### What you need to do
Your answer must be the records below, printed exactly.

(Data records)
//! Persisted correspondent-thread mappings.
//!
//! The relay mutates exactly one piece of configuration at runtime: the
//! correspondent -> forum-thread map, extended whenever a first tell from a
//! new correspondent creates a thread. `ConfigStore` is the seam the router
//! saves through; the JSON implementation rewrites the whole config file.

use std::collections::HashMap;
use std::path::PathBuf;

use async_trait::async_trait;
use tokio::sync::RwLock;
use tracing::info;

use crate::common::error::{ConfigError, RelayError, RelayResult};
use crate::config::types::Config;

/// Runtime-mutable mapping storage.
#[async_trait]
pub trait ConfigStore: Send + Sync {
    /// Thread id recorded for a correspondent, if any.
    async fn thread_for(&self, correspondent: &str) -> Option<u64>;

    /// Reverse lookup: correspondent owning a thread id, if any.
    async fn correspondent_for(&self, thread_id: u64) -> Option<String>;

    /// Record a new correspondent -> thread mapping and persist it.
    async fn record_thread(&self, correspondent: &str, thread_id: u64) -> RelayResult<()>;
}

/// File-backed store rewriting the config as pretty JSON on every mutation.
pub struct JsonConfigStore {
    path: PathBuf,
    config: RwLock<Config>,
}

impl JsonConfigStore {
    pub fn new(path: impl Into<PathBuf>, config: Config) -> Self {
        Self {
            path: path.into(),
            config: RwLock::new(config),
        }
    }

    fn save(&self, config: &Config) -> RelayResult<()> {
        let rendered = serde_json::to_string_pretty(config).map_err(|e| {
            RelayError::Config(ConfigError::ParseError {
                message: e.to_string(),
            })
        })?;
        std::fs::write(&self.path, rendered).map_err(|e| {
            RelayError::Config(ConfigError::IoError {
                path: self.path.display().to_string(),
                source: e,
            })
        })
    }
}

#[async_trait]
impl ConfigStore for JsonConfigStore {
    async fn thread_for(&self, correspondent: &str) -> Option<u64> {
        self.config
            .read()
            .await
            .mappings
            .threads
            .get(correspondent)
            .copied()
    }

    async fn correspondent_for(&self, thread_id: u64) -> Option<String> {
        self.config
            .read()
            .await
            .mappings
            .threads
            .iter()
            .find(|(_, id)| **id == thread_id)
            .map(|(key, _)| key.clone())
    }

    async fn record_thread(&self, correspondent: &str, thread_id: u64) -> RelayResult<()> {
        let mut config = self.config.write().await;
        config
            .mappings
            .threads
            .insert(correspondent.to_string(), thread_id);
        self.save(&config)?;
        info!(correspondent, thread_id, "persisted conversation thread mapping");
        Ok(())
    }
}

/// In-memory store for tests and embedding hosts without a config file.
#[derive(Default)]
pub struct MemoryConfigStore {
    threads: RwLock<HashMap<String, u64>>,
}

#[async_trait]
impl ConfigStore for MemoryConfigStore {
    async fn thread_for(&self, correspondent: &str) -> Option<u64> {
        self.threads.read().await.get(correspondent).copied()
    }

    async fn correspondent_for(&self, thread_id: u64) -> Option<String> {
        self.threads
            .read()
            .await
            .iter()
            .find(|(_, id)| **id == thread_id)
            .map(|(key, _)| key.clone())
    }

    async fn record_thread(&self, correspondent: &str, thread_id: u64) -> RelayResult<()> {
        self.threads
            .write()
            .await
            .insert(correspondent.to_string(), thread_id);
        Ok(())
    }
}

### Result
//! Persisted correspondent-thread mappings.
//!
//! The relay mutates exactly one piece of configuration at runtime: the
//! correspondent -> forum-thread map, extended whenever a first tell from a
//! new correspondent creates a thread. `ConfigStore` is the seam the router
//! saves through; the JSON implementation rewrites the whole config file.

use std::collections::HashMap;
use std::path::PathBuf;

use async_trait::async_trait;
use tokio::sync::RwLock;
use tracing::info;

use crate::common::error::{ConfigError, RelayError, RelayResult};
use crate::config::types::Config;

/// Runtime-mutable mapping storage.
#[async_trait]
pub trait ConfigStore: Send + Sync {
    /// Thread id recorded for a correspondent, if any.
    async fn thread_for(&self, correspondent: &str) -> Option<u64>;

    /// Reverse lookup: correspondent owning a thread id, if any.
    async fn correspondent_for(&self, thread_id: u64) -> Option<String>;

    /// Record a new correspondent -> thread mapping and persist it.
    async fn record_thread(&self, correspondent: &str, thread_id: u64) -> RelayResult<()>;
}

/// File-backed store rewriting the config as pretty JSON on every mutation.
pub struct JsonConfigStore {
    path: PathBuf,
    config: RwLock<Config>,
}

impl JsonConfigStore {
    pub fn new(path: impl Into<PathBuf>, config: Config) -> Self {
        Self {
            path: path.into(),
            config: RwLock::new(config),
        }
    }

    fn save(&self, config: &Config) -> RelayResult<()> {
        let rendered = serde_json::to_string_pretty(config).map_err(|e| {
            RelayError::Config(ConfigError::ParseError {
                message: e.to_string(),
            })
        })?;
        std::fs::write(&self.path, rendered).map_err(|e| {
            RelayError::Config(ConfigError::IoError {
                path: self.path.display().to_string(),
                source: e,
            })
        })
    }
}

#[async_trait]
impl ConfigStore for JsonConfigStore {
    async fn thread_for(&self, correspondent: &str) -> Option<u64> {
        self.config
            .read()
            .await
            .mappings
            .threads
            .get(correspondent)
            .copied()
    }

    async fn correspondent_for(&self, thread_id: u64) -> Option<String> {
        self.config
            .read()
            .await
            .mappings
            .threads
            .iter()
            .find(|(_, id)| **id == thread_id)
            .map(|(key, _)| key.clone())
    }

    async fn record_thread(&self, correspondent: &str, thread_id: u64) -> RelayResult<()> {
        let mut config = self.config.write().await;
        config
            .mappings
            .threads
            .insert(correspondent.to_string(), thread_id);
        self.save(&config)?;
        info!(correspondent, thread_id, "persisted conversation thread mapping");
        Ok(())
    }
}

/// In-memory store for tests and embedding hosts without a config file.
#[derive(Default)]
pub struct MemoryConfigStore {
    threads: RwLock<HashMap<String, u64>>,
}

#[async_trait]
impl ConfigStore for MemoryConfigStore {
    async fn thread_for(&self, correspondent: &str) -> Option<u64> {
        self.threads.read().await.get(correspondent).copied()
    }

    async fn correspondent_for(&self, thread_id: u64) -> Option<String> {
        self.threads
            .read()
            .await
            .iter()
            .find(|(_, id)| **id == thread_id)
            .map(|(key, _)| key.clone())
    }

    async fn record_thread(&self, correspondent: &str, thread_id: u64) -> RelayResult<()> {
        self.threads
            .write()
            .await
            .insert(correspondent.to_string(), thread_id);
        Ok(())
    }
}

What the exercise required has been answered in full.